President Joan Hind StewartAny 200-year-old institu­tion must evolve in order to stay relevant. At Hamilton, we constantly work to improve the student experience — both curricular and extracurricular — so that our graduates are prepared to contribute to the world they will inherit. We study what works, what does not and what we can do to make the time our students spend on College Hill as productive as possible.

The Office of Institutional Research and Assessment, led by Assistant Dean Gordon Hewitt, supports our efforts. Gordon and Assistant Director Chau-Fang Lin coordinate our preparation for reaccreditation by the Middle States Association of Colleges and Schools and its required mid-term Periodic Review Report. They also collaborate each year with the Cooperative Institutional Research Program at the Higher Education Research Institute at UCLA to administer nationally normed surveys to Hamilton students when they first enroll and when they graduate.

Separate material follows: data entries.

#[cfg(test)]
mod tests {
    use super::*;
    use crate::clock::ManualClock;
    use std::sync::Mutex;
    use tokio::sync::mpsc;

    #[derive(Debug, Clone, PartialEq)]
    enum Call {
        Init { distance_cost: f64 },
        InitWithSim { x_lead: f64, v_lead: f64 },
        Run { x_l: f64, v_l: f64, tr: f64 },
    }

    /// Scripted stand-in for the external solver: records every call and
    /// replays a canned solution.
    struct ScriptedSolver {
        calls: Arc<Mutex<Vec<Call>>>,
        next: Arc<Mutex<MpcSolution>>,
    }

    impl MpcSolver for ScriptedSolver {
        fn init(&mut self, _ttc: f64, distance_cost: f64, _accel: f64, _jerk: f64) {
            self.calls.lock().unwrap().push(Call::Init { distance_cost });
        }

        fn init_with_simulation(&mut self, _v: f64, x_lead: f64, v_lead: f64, _a: f64, _tau: f64) {
            self.calls.lock().unwrap().push(Call::InitWithSim { x_lead, v_lead });
        }

        fn run_mpc(
            &mut self,
            state: &MpcState,
            solution: &mut MpcSolution,
            _tau: f64,
            _a_lead: f64,
            tr: f64,
        ) -> i32 {
            self.calls.lock().unwrap().push(Call::Run { x_l: state.x_l, v_l: state.v_l, tr });
            *solution = *self.next.lock().unwrap();
            7
        }
    }

    fn healthy_solution(v: f64) -> MpcSolution {
        MpcSolution {
            x_ego: std::array::from_fn(|i| v * 0.2 * i as f64),
            v_ego: [v; MPC_N],
            a_ego: [0.0; MPC_N],
            x_l: std::array::from_fn(|i| 40.0 + v * 0.2 * i as f64),
            v_l: [v; MPC_N],
            cost: 1.0,
        }
    }

    struct Fixture {
        mpc: LongitudinalMpc,
        calls: Arc<Mutex<Vec<Call>>>,
        next: Arc<Mutex<MpcSolution>>,
        clock: Arc<ManualClock>,
        _rx: mpsc::UnboundedReceiver<MpcTelemetry>,
    }

    fn fixture() -> Fixture {
        let calls = Arc::new(Mutex::new(Vec::new()));
        let next = Arc::new(Mutex::new(healthy_solution(10.0)));
        let clock = Arc::new(ManualClock::new(100.0));
        let (tx, rx) = mpsc::unbounded_channel();
        let solver = ScriptedSolver { calls: calls.clone(), next: next.clone() };
        let mut mpc = LongitudinalMpc::new(1, Box::new(solver), clock.clone(), tx);
        mpc.set_cur_state(10.0, 0.0);
        Fixture { mpc, calls, next, clock, _rx: rx }
    }

    fn ego(v: f64, distance_lines: u8) -> EgoState {
        EgoState { v_ego: v, a_ego: 0.0, distance_lines, ..Default::default() }
    }

    fn lead_at(d_rel: f64) -> LeadTrack {
        LeadTrack {
            status: true,
            d_rel,
            v_lead: 9.0,
            v_lead_k: 9.0,
            a_lead_k: 0.0,
            a_lead_tau: LEAD_ACCEL_TAU,
            ..Default::default()
        }
    }

    fn sim_inits(calls: &Arc<Mutex<Vec<Call>>>) -> usize {
        calls
            .lock()
            .unwrap()
            .iter()
            .filter(|c| matches!(c, Call::InitWithSim { .. }))
            .count()
    }

    #[test]
    fn fresh_lead_pulses_once_until_it_jumps() {
        let mut f = fixture();

        f.mpc.update(&ego(10.0, 0), Some(&lead_at(30.0)));
        assert!(f.mpc.new_lead);
        assert!(f.mpc.prev_lead_status);
        assert_eq!(sim_inits(&f.calls), 1);

        // Same lead, slight drift: no re-seed.
        f.mpc.update(&ego(10.0, 0), Some(&lead_at(31.0)));
        assert!(!f.mpc.new_lead);
        assert_eq!(sim_inits(&f.calls), 1);

        // Track jump beyond the hysteresis window: re-seed.
        f.mpc.update(&ego(10.0, 0), Some(&lead_at(45.0)));
        assert!(f.mpc.new_lead);
        assert_eq!(sim_inits(&f.calls), 2);
    }

    #[test]
    fn no_lead_fakes_a_fast_distant_one() {
        let mut f = fixture();
        f.mpc.update(&ego(12.0, 0), None);

        assert!(!f.mpc.prev_lead_status);
        assert!(!f.mpc.new_lead);
        let calls = f.calls.lock().unwrap();
        let run = calls.iter().rev().find(|c| matches!(c, Call::Run { .. })).unwrap();
        match run {
            Call::Run { x_l, v_l, tr } => {
                assert_eq!(*x_l, 50.0);
                assert_eq!(*v_l, 22.0);
                assert_eq!(*tr, 1.8);
            }
            _ => unreachable!(),
        }
    }

    #[test]
    fn nearly_stopped_lead_is_treated_as_stopped() {
        let mut f = fixture();
        let mut lead = lead_at(20.0);
        lead.v_lead = 0.05;
        lead.a_lead_k = -1.0;
        f.mpc.update(&ego(8.0, 0), Some(&lead));

        let calls = f.calls.lock().unwrap();
        let run = calls.iter().rev().find(|c| matches!(c, Call::Run { .. })).unwrap();
        match run {
            Call::Run { v_l, .. } => assert_eq!(*v_l, 0.0),
            _ => unreachable!(),
        }
    }

    #[test]
    fn profile_switch_reinitializes_with_new_cost() {
        let mut f = fixture();

        f.mpc.update(&ego(15.0, 1), Some(&lead_at(30.0)));
        let close_init = f
            .calls
            .lock()
            .unwrap()
            .iter()
            .filter(|c| matches!(c, Call::Init { distance_cost } if *distance_cost == 1.0))
            .count();
        assert_eq!(close_init, 1);

        // Repeat: no further re-init while the profile is stable.
        f.mpc.update(&ego(15.0, 1), Some(&lead_at(30.0)));
        let close_init = f
            .calls
            .lock()
            .unwrap()
            .iter()
            .filter(|c| matches!(c, Call::Init { distance_cost } if *distance_cost == 1.0))
            .count();
        assert_eq!(close_init, 1);

        // Switch close -> far re-inits with the soft cost and TR 2.7.
        f.mpc.update(&ego(15.0, 3), Some(&lead_at(30.0)));
        let calls = f.calls.lock().unwrap();
        assert!(calls.iter().any(|c| matches!(c, Call::Init { distance_cost } if *distance_cost == 0.05)));
        match calls.last().unwrap() {
            Call::Run { tr, .. } => assert_eq!(*tr, 2.7),
            other => panic!("expected run, got {:?}", other),
        }
    }

    #[test]
    fn crawling_speed_pins_the_gap() {
        let mut f = fixture();
        f.mpc.update(&ego(1.0, 3), Some(&lead_at(10.0)));
        let calls = f.calls.lock().unwrap();
        match calls.last().unwrap() {
            Call::Run { tr, .. } => assert_eq!(*tr, 1.8),
            other => panic!("expected run, got {:?}", other),
        }
        // No profile re-init below the speed threshold.
        assert!(!calls.iter().any(|c| matches!(c, Call::Init { distance_cost } if *distance_cost == 0.05)));
    }

    #[test]
    fn dynamic_profile_retunes_only_past_hysteresis() {
        let mut f = fixture();
        f.mpc.set_rel_vel(0.0);
        f.mpc.update(&ego(30.0, 2), Some(&lead_at(40.0)));
        let inits_after_first = f
            .calls
            .lock()
            .unwrap()
            .iter()
            .filter(|c| matches!(c, Call::Init { .. }))
            .count();

        // Same inputs: cost unchanged, no re-init.
        f.mpc.update(&ego(30.0, 2), Some(&lead_at(40.0)));
        let inits_after_second = f
            .calls
            .lock()
            .unwrap()
            .iter()
            .filter(|c| matches!(c, Call::Init { .. }))
            .count();
        assert_eq!(inits_after_first, inits_after_second);
    }

    #[test]
    fn nan_solution_resets_state() {
        let mut f = fixture();
        f.mpc.update(&ego(10.0, 0), Some(&lead_at(30.0)));

        let mut bad = healthy_solution(10.0);
        bad.v_ego[5] = f64::NAN;
        *f.next.lock().unwrap() = bad;
        f.clock.advance(0.05);

        f.mpc.update(&ego(11.0, 0), Some(&lead_at(30.5)));
        assert_eq!(f.mpc.v_mpc, 11.0);
        assert_eq!(f.mpc.cur_state.v_ego, 11.0);
        assert_eq!(f.mpc.cur_state.a_ego, 0.0);
        assert!(!f.mpc.prev_lead_status);
        let default_inits = f
            .calls
            .lock()
            .unwrap()
            .iter()
            .filter(|c| matches!(c, Call::Init { distance_cost } if *distance_cost == MPC_COST_DISTANCE))
            .count();
        // Once at construction, once for the recovery.
        assert_eq!(default_inits, 2);
    }

    #[test]
    fn backwards_solution_without_lead_is_tolerated() {
        let mut f = fixture();
        let mut bad = healthy_solution(5.0);
        bad.v_ego[20] = -0.5;
        *f.next.lock().unwrap() = bad;

        f.mpc.update(&ego(5.0, 0), None);
        // No lead tracked, so a slightly backwards horizon does not reset.
        assert_eq!(f.mpc.v_mpc, 5.0);
        let default_inits = f
            .calls
            .lock()
            .unwrap()
            .iter()
            .filter(|c| matches!(c, Call::Init { distance_cost } if *distance_cost == MPC_COST_DISTANCE))
            .count();
        assert_eq!(default_inits, 1);
    }

    #[test]
    fn generate_cost_is_monotone_non_increasing() {
        let mut prev = f64::INFINITY;
        let mut d = 0.9;
        while d <= 2.7 {
            let c = generate_cost(d);
            assert!(c <= prev + 1e-12);
            prev = c;
            d += 0.05;
        }
    }
}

The National Survey of ­Student Engagement (NSSE), another assessment tool, ­measures what it calls “engagement indicators” and “high-impact practices” for first-year students and seniors and provides statistical comparisons with peers and other four-year colleges. Hamilton participates in this study every three years, and we recently received preliminary results from the spring 2014 admini­stration of the NSSE survey.

The 10 engagement indicators fall into four categories: academic challenge, learning with peers, experiences with faculty and ­campus environment. For every indicator, Hamilton scored at or significantly higher than a group of our peers. This was true for first-year students and for seniors. On average, Hamilton students spend more time preparing for class than their peers at other colleges.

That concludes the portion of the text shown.